When Trevor MacDonald and his partner decided to start a family in Winnipeg, Manitoba, his doctors told him to stop taking his testosterone. “I have a beard, a low voice, and I wear typical men's clothing. I express myself this way because it makes me feel like me. My chest surgery was also a very important piece of being able to express my gender identity,” said Trevor. Soon after he stopped the hormones, he conceived.
Although he now has less breast tissue than before, Trevor wanted to experience breastfeeding his children. Following his first natural birth, a midwife helped him successfully nurse his newborn. Trevor now has two children, ages 4 and 7 months, and is an advocate for transgender parents.

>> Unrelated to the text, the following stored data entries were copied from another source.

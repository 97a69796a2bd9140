//! Notification Config

use clap::Args;

/// Receipt notification settings.
#[derive(Debug, Args)]
pub struct NotifyConfig {
    /// Webhook receiving receipt notifications; receipts are only logged when unset
    #[arg(long, env = "NOTIFY_WEBHOOK_URL")]
    pub notify_webhook_url: Option<String>,
}
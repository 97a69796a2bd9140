//! Fieldwork prelude.
//!
//! Convenience exports for common library consumers.

pub use crate::{
    jobs::{
        CheckNumber, CustomerDetails, InvoiceError, InvoiceTotals, Job, JobStatus, JobUuid,
        LedgerError, LineItem, NewPayment, PartialPayment, PaymentMethod, PaymentOutcome,
        PaymentParseError, StatusError, TaxRate, check_card_minimum, totals,
    },
    money::{
        DEFAULT_MIN_CARD_CHARGE, MoneyError, currency, format_amount, round_cents, to_minor_units,
    },
    receipt::{Receipt, ReceiptError},
    revenue::{RangeError, RevenueSummary, TimeRange},
    technicians::{TechUuid, Technician},
    timeclock::{
        Punch, PunchEdit, TechWorkedTime, TimeClockError, TimeEntry, TimeEntryUuid,
        WorkedTimeReport, find_open_entry, punch_open_entry,
    },
    uuids::TypedUuid,
};
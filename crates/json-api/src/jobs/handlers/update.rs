//! Update Job Handler

use std::sync::Arc;

use fieldwork::technicians::TechUuid;
use fieldwork_app::domain::jobs::data::JobUpdate;
use salvo::{
    oapi::{
        ToSchema,
        extract::{JsonBody, PathParam},
    },
    prelude::*,
};
use serde::{Deserialize, Serialize};
use uuid::Uuid;

use crate::{
    extensions::*,
    jobs::{errors::into_status_error, get::JobResponse},
    state::State,
};

/// Update Job Request
///
/// Replaces all dispatch details; omitted optional fields are cleared.
#[derive(Debug, Serialize, Deserialize, ToSchema)]
pub(crate) struct UpdateJobRequest {
    pub description: String,

    /// RFC 3339 appointment time
    pub scheduled_for: Option<String>,

    pub tech_uuid: Option<Uuid>,
}

impl UpdateJobRequest {
    fn into_update(self) -> Result<JobUpdate, StatusError> {
        Ok(JobUpdate {
            description: self.description,
            scheduled_for: parse_timestamp(self.scheduled_for.as_deref(), "scheduled_for")?,
            tech_uuid: self.tech_uuid.map(TechUuid::from_uuid),
        })
    }
}

/// Update Job Handler
#[endpoint(
    tags("jobs"),
    summary = "Update Job Details",
    security(("bearer_auth" = [])),
    responses(
        (status_code = StatusCode::OK, description = "Job updated"),
        (status_code = StatusCode::NOT_FOUND, description = "Job not found"),
        (status_code = StatusCode::CONFLICT, description = "Job was modified concurrently"),
        (status_code = StatusCode::FORBIDDEN, description = "Forbidden"),
    ),
)]
pub(crate) async fn handler(
    job: PathParam<Uuid>,
    json: JsonBody<UpdateJobRequest>,
    depot: &mut Depot,
) -> Result<Json<JobResponse>, StatusError> {
    let state = depot.obtain_or_500::<Arc<State>>()?;
    depot.dispatcher_or_403()?;

    let job = state
        .app
        .jobs
        .update_job(job.into_inner().into(), json.into_inner().into_update()?)
        .await
        .map_err(into_status_error)?;

    Ok(Json(job.into()))
}
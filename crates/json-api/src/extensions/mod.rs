//! Extension traits

mod depot;
mod result;
mod timestamp;

pub(crate) use depot::DepotExt as _;
pub(crate) use result::ResultExt as _;
pub(crate) use timestamp::{TimestampQueryExt as _, parse_timestamp, time_range};
#[cfg(test)]
mod tests {
    use fieldwork::jobs::{
        CustomerDetails, InvoiceError, LedgerError, LineItem, PaymentMethod, PaymentOutcome,
        StatusError,
    };
    use jiff::ToSpan;
    use rust_decimal::Decimal;
    use testresult::TestResult;

    use crate::test::{TestContext, helpers::create_job};

    use super::*;

    fn draft(amounts: &[i64]) -> InvoiceDraft {
        InvoiceDraft {
            line_items: amounts
                .iter()
                .map(|cents| LineItem::new("Labor", Decimal::new(*cents, 2)))
                .collect(),
            taxable: false,
        }
    }

    async fn authorized_job(ctx: &TestContext, cents: i64) -> TestResult<Job> {
        let job = create_job(ctx).await?;

        Ok(ctx.jobs.authorize(job.uuid, draft(&[cents])).await?.job)
    }

    #[tokio::test]
    async fn create_job_is_booked_and_unpriced() -> TestResult {
        let ctx = TestContext::new().await;

        let job = create_job(&ctx).await?;
        let fetched = ctx.jobs.get_job(job.uuid).await?;

        assert_eq!(fetched.status, JobStatus::Booked);
        assert_eq!(fetched.price, None);
        assert_eq!(fetched.version, 0);
        assert_eq!(fetched, job);

        Ok(())
    }

    #[tokio::test]
    async fn get_job_unknown_uuid_returns_not_found() {
        let ctx = TestContext::new().await;

        let result = ctx.jobs.get_job(JobUuid::new()).await;

        assert!(
            matches!(result, Err(JobsServiceError::NotFound)),
            "expected NotFound, got {result:?}"
        );
    }

    #[tokio::test]
    async fn list_jobs_filters_by_schedule_and_tech() -> TestResult {
        let ctx = TestContext::new().await;
        let tech = fieldwork::technicians::TechUuid::new();
        let now = Timestamp::now();

        let scheduled = ctx
            .jobs
            .create_job(NewJob {
                uuid: JobUuid::new(),
                customer: CustomerDetails {
                    name: "Ada".to_string(),
                    phone: "5550101".to_string(),
                    ..CustomerDetails::default()
                },
                description: "Fix sink".to_string(),
                scheduled_for: Some(now),
                tech_uuid: Some(tech),
            })
            .await?;

        create_job(&ctx).await?;

        let jobs = ctx
            .jobs
            .list_jobs(JobFilter {
                scheduled_from: Some(now.checked_sub(1.hour())?),
                scheduled_to: Some(now.checked_add(1.hour())?),
                tech: Some(tech),
                ..JobFilter::default()
            })
            .await?;

        assert_eq!(
            jobs.iter().map(|job| job.uuid).collect::<Vec<_>>(),
            vec![scheduled.uuid]
        );

        let booked = ctx
            .jobs
            .list_jobs(JobFilter {
                status: Some(JobStatus::Booked),
                ..JobFilter::default()
            })
            .await?;

        assert_eq!(booked.len(), 2, "both jobs are booked");

        Ok(())
    }

    #[tokio::test]
    async fn update_job_replaces_dispatch_details_and_bumps_version() -> TestResult {
        let ctx = TestContext::new().await;
        let job = create_job(&ctx).await?;

        let updated = ctx
            .jobs
            .update_job(
                job.uuid,
                JobUpdate {
                    description: "Replace valve".to_string(),
                    scheduled_for: None,
                    tech_uuid: None,
                },
            )
            .await?;

        assert_eq!(updated.description, "Replace valve");
        assert_eq!(updated.version, job.version + 1);

        Ok(())
    }

    #[tokio::test]
    async fn set_status_follows_transition_table() -> TestResult {
        let ctx = TestContext::new().await;
        let job = create_job(&ctx).await?;

        let en_route = ctx.jobs.set_status(job.uuid, JobStatus::EnRoute).await?;
        assert_eq!(en_route.status, JobStatus::EnRoute);

        let on_site = ctx.jobs.set_status(job.uuid, JobStatus::OnSite).await?;
        assert_eq!(on_site.status, JobStatus::OnSite);

        let regression = ctx.jobs.set_status(job.uuid, JobStatus::EnRoute).await;

        assert!(
            matches!(
                regression,
                Err(JobsServiceError::Status(StatusError::InvalidTransition { .. }))
            ),
            "expected InvalidTransition, got {regression:?}"
        );

        Ok(())
    }

    #[tokio::test]
    async fn set_status_cannot_close_a_job() -> TestResult {
        let ctx = TestContext::new().await;
        let job = create_job(&ctx).await?;

        let result = ctx.jobs.set_status(job.uuid, JobStatus::Closed).await;

        assert!(
            matches!(
                result,
                Err(JobsServiceError::Status(StatusError::Reserved(JobStatus::Closed)))
            ),
            "expected Reserved, got {result:?}"
        );
        assert_eq!(ctx.jobs.get_job(job.uuid).await?.status, JobStatus::Booked);

        Ok(())
    }

    #[tokio::test]
    async fn invoice_draft_round_trips_and_is_discarded_on_authorize() -> TestResult {
        let ctx = TestContext::new().await;
        let job = create_job(&ctx).await?;

        let saved = ctx
            .jobs
            .save_invoice_draft(job.uuid, draft(&[1000, 1500]))
            .await?;

        assert_eq!(ctx.jobs.get_invoice_draft(job.uuid).await?, saved);

        let authorization = ctx.jobs.authorize(job.uuid, saved).await?;

        assert_eq!(authorization.totals.price, Decimal::new(2500, 2));
        assert_eq!(authorization.job.status, JobStatus::Authorized);

        let result = ctx.jobs.get_invoice_draft(job.uuid).await;

        assert!(
            matches!(result, Err(JobsServiceError::NotFound)),
            "expected draft to be discarded, got {result:?}"
        );

        Ok(())
    }

    #[tokio::test]
    async fn save_invoice_draft_for_unknown_job_returns_not_found() {
        let ctx = TestContext::new().await;

        let result = ctx
            .jobs
            .save_invoice_draft(JobUuid::new(), draft(&[1000]))
            .await;

        assert!(
            matches!(result, Err(JobsServiceError::NotFound)),
            "expected NotFound, got {result:?}"
        );
    }

    #[tokio::test]
    async fn authorize_applies_configured_tax_rate() -> TestResult {
        let ctx = TestContext::new().await;
        let job = create_job(&ctx).await?;

        let authorization = ctx
            .jobs
            .authorize(
                job.uuid,
                InvoiceDraft {
                    line_items: vec![
                        LineItem::new("Labor", Decimal::new(1000, 2)),
                        LineItem::new("Valve", Decimal::new(15_125, 3)),
                    ],
                    taxable: true,
                },
            )
            .await?;

        assert_eq!(authorization.totals.tax, Decimal::new(188, 2));
        assert_eq!(authorization.job.price, Some(Decimal::new(2701, 2)));
        assert_eq!(authorization.job.tax_amount, Some(Decimal::new(188, 2)));

        Ok(())
    }

    #[tokio::test]
    async fn authorize_rejects_empty_invoice() -> TestResult {
        let ctx = TestContext::new().await;
        let job = create_job(&ctx).await?;

        let result = ctx.jobs.authorize(job.uuid, draft(&[])).await;

        assert!(
            matches!(
                result,
                Err(JobsServiceError::Invoice(InvoiceError::EmptyInvoice))
            ),
            "expected EmptyInvoice, got {result:?}"
        );

        Ok(())
    }

    #[tokio::test]
    async fn cash_payments_close_job_and_record_customer() -> TestResult {
        let ctx = TestContext::new().await;
        let job = authorized_job(&ctx, 10_000).await?;

        let first = ctx
            .jobs
            .record_payment(job.uuid, NewPayment::cash(Decimal::new(6000, 2)))
            .await?;

        assert_eq!(
            first.outcome,
            PaymentOutcome::PartiallyPaid {
                total_paid: Decimal::new(6000, 2),
                remaining: Decimal::new(4000, 2),
            }
        );
        assert_eq!(first.job.status, JobStatus::Authorized);
        assert_eq!(first.job.payment_amount, Some(Decimal::new(6000, 2)));

        let second = ctx
            .jobs
            .record_payment(job.uuid, NewPayment::cash(Decimal::new(4000, 2)))
            .await?;

        assert_eq!(second.outcome, PaymentOutcome::Closed);
        assert_eq!(second.job.status, JobStatus::Closed);
        assert_eq!(second.job.payment_amount, Some(Decimal::new(10_000, 2)));
        assert_eq!(second.job.partial_payments.len(), 2);

        let customer = ctx.customers.find_customer(&job.customer.phone).await?;

        assert!(customer.is_some(), "closing a job records the customer");

        let third = ctx
            .jobs
            .record_payment(job.uuid, NewPayment::cash(Decimal::new(1, 2)))
            .await;

        assert!(
            matches!(
                third,
                Err(JobsServiceError::Ledger(LedgerError::ExceedsBalance { .. }))
            ),
            "expected ExceedsBalance, got {third:?}"
        );

        Ok(())
    }

    #[tokio::test]
    async fn rejected_payment_leaves_job_untouched() -> TestResult {
        let ctx = TestContext::new().await;
        let job = authorized_job(&ctx, 10_000).await?;

        let result = ctx
            .jobs
            .record_payment(job.uuid, NewPayment::check(Decimal::new(5000, 2), None))
            .await;

        assert!(
            matches!(
                result,
                Err(JobsServiceError::Ledger(LedgerError::MissingCheckNumber))
            ),
            "expected MissingCheckNumber, got {result:?}"
        );
        assert_eq!(ctx.jobs.get_job(job.uuid).await?, job);

        Ok(())
    }

    #[tokio::test]
    async fn check_payment_waits_for_photo() -> TestResult {
        let ctx = TestContext::new().await;
        let job = authorized_job(&ctx, 10_000).await?;

        let paid = ctx
            .jobs
            .record_payment(
                job.uuid,
                NewPayment::check(Decimal::new(10_000, 2), Some("1042".parse()?)),
            )
            .await?;

        assert_eq!(paid.outcome, PaymentOutcome::AwaitingCheckPhoto);
        assert_eq!(paid.job.status, JobStatus::Authorized);
        assert_eq!(paid.job.payment_method, Some(PaymentMethod::Check));
        assert_eq!(paid.job.check_number.as_ref().map(|n| n.as_str()), Some("1042"));

        let closed = ctx
            .jobs
            .attach_check_photo(job.uuid, "checks/1042.jpg".to_string())
            .await?;

        assert_eq!(closed.status, JobStatus::Closed);
        assert_eq!(closed.check_photo.as_deref(), Some("checks/1042.jpg"));

        Ok(())
    }

    #[tokio::test]
    async fn repeated_card_reference_is_recorded_once() -> TestResult {
        let ctx = TestContext::new().await;
        let job = authorized_job(&ctx, 10_000).await?;

        let payment = NewPayment::card(Decimal::new(2500, 2), "ch_123");

        let first = ctx.jobs.record_payment(job.uuid, payment.clone()).await?;
        let second = ctx.jobs.record_payment(job.uuid, payment).await?;

        assert_eq!(second.outcome, PaymentOutcome::AlreadyRecorded);
        assert_eq!(second.job, first.job, "no-op replays do not write");
        assert_eq!(second.job.partial_payments.len(), 1);

        Ok(())
    }

    #[tokio::test]
    async fn concurrent_payments_never_overdraw() -> TestResult {
        let ctx = TestContext::new().await;
        let job = authorized_job(&ctx, 10_000).await?;

        let (first, second) = tokio::join!(
            ctx.jobs
                .record_payment(job.uuid, NewPayment::cash(Decimal::new(6000, 2))),
            ctx.jobs
                .record_payment(job.uuid, NewPayment::cash(Decimal::new(6000, 2))),
        );

        assert!(
            first.is_ok() != second.is_ok(),
            "exactly one payment fits: {first:?} / {second:?}"
        );

        let stored = ctx.jobs.get_job(job.uuid).await?;

        assert_eq!(stored.partial_payments.len(), 1);
        assert_eq!(stored.total_paid(), Decimal::new(6000, 2));

        Ok(())
    }

    #[tokio::test]
    async fn revenue_sums_payments_in_range() -> TestResult {
        let ctx = TestContext::new().await;
        let from = Timestamp::now();

        let closed = authorized_job(&ctx, 10_000).await?;
        ctx.jobs
            .record_payment(closed.uuid, NewPayment::cash(Decimal::new(10_000, 2)))
            .await?;

        let open = authorized_job(&ctx, 5000).await?;
        ctx.jobs
            .record_payment(open.uuid, NewPayment::card(Decimal::new(2000, 2), "ch_1"))
            .await?;

        let range = TimeRange::new(from, Timestamp::now().checked_add(1.minute())?)?;
        let summary = ctx.jobs.revenue(range).await?;

        assert_eq!(summary.collected, Decimal::new(12_000, 2));
        assert_eq!(summary.collected_by(PaymentMethod::Card), Decimal::new(2000, 2));
        assert_eq!(summary.jobs_closed, 1);
        assert_eq!(summary.outstanding, Decimal::new(3000, 2));

        Ok(())
    }

    #[tokio::test]
    async fn editing_closed_job_keeps_its_closure_date() -> TestResult {
        let ctx = TestContext::new().await;
        let job = authorized_job(&ctx, 10_000).await?;

        ctx.jobs
            .record_payment(job.uuid, NewPayment::cash(Decimal::new(10_000, 2)))
            .await?;

        let closed = ctx.jobs.get_job(job.uuid).await?;
        let closed_at = closed.closed_at.ok_or("closed job has no closure time")?;

        tokio::time::sleep(std::time::Duration::from_millis(20)).await;

        let edited = ctx
            .jobs
            .update_job(
                job.uuid,
                JobUpdate {
                    description: "Water heater, warranty noted".to_string(),
                    scheduled_for: None,
                    tech_uuid: None,
                },
            )
            .await?;

        assert_eq!(edited.closed_at, Some(closed_at));
        assert!(edited.updated_at > closed_at);

        let closing = ctx.jobs.revenue(TimeRange::new(closed_at, edited.updated_at)?).await?;
        let editing = ctx
            .jobs
            .revenue(TimeRange::new(edited.updated_at, edited.updated_at.checked_add(1.hour())?)?)
            .await?;

        assert_eq!(closing.jobs_closed, 1);
        assert_eq!(editing.jobs_closed, 0);

        Ok(())
    }

    #[tokio::test]
    async fn delete_job_makes_it_not_found() -> TestResult {
        let ctx = TestContext::new().await;
        let job = create_job(&ctx).await?;

        ctx.jobs.delete_job(job.uuid).await?;

        let result = ctx.jobs.get_job(job.uuid).await;

        assert!(
            matches!(result, Err(JobsServiceError::NotFound)),
            "expected NotFound after deletion, got {result:?}"
        );

        let again = ctx.jobs.delete_job(job.uuid).await;

        assert!(
            matches!(again, Err(JobsServiceError::NotFound)),
            "expected NotFound, got {again:?}"
        );

        Ok(())
    }
}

“I give presentations to health care providers about how to provide trans-competent care, and I write a blog, Milk Junkies, about my personal experience. I also run a group on Facebook for trans people interested in pregnancy, birth, and lactation as well as health care providers who want to learn more, Birthing and Breastfeeding Trans men and Allies. So, I do a fair bit of sharing and education. The rest of the time, I am just parenting my kids and living my life,” said Trevor.
When alone with his family, Trevor can just be himself, no questions asked. They have no plans for Father’s Day yet, but Trevor hopes it will involve breakfast. “Maybe we’ll make waffles.”